● EXERCISE DESCRIPTION
The number of lines below holding the string "from" is the only answer wanted.

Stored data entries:
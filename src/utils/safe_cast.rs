//! Safe casting utilities for landmark to pixel conversion

/// Clamp and convert f64 to u32 for pixel coordinates, truncating toward zero
#[must_use]
#[allow(clippy::cast_possible_truncation)] // Clamping ensures safe truncation
#[allow(clippy::cast_sign_loss)] // Clamped to a non-negative range
pub fn f64_to_u32_clamp(value: f64, min: u32, max: u32) -> u32 {
    // Ensure min <= max
    let (min, max) = if min <= max { (min, max) } else { (max, min) };

    if !value.is_finite() {
        return min;
    }

    let clamped = value.clamp(f64::from(min), f64::from(max));

    // Ensure result is within bounds after conversion
    let result = clamped as u32;
    result.clamp(min, max)
}

/// Convert a normalized coordinate to a pixel index along an axis of `extent` pixels
///
/// Truncates toward zero like an integer cast and clamps to `[0, extent]`.
#[must_use]
pub fn normalized_to_pixel(value: f32, extent: u32) -> u32 {
    f64_to_u32_clamp(f64::from(value) * f64::from(extent), 0, extent)
}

● ANSWER TO THE EXERCISE
2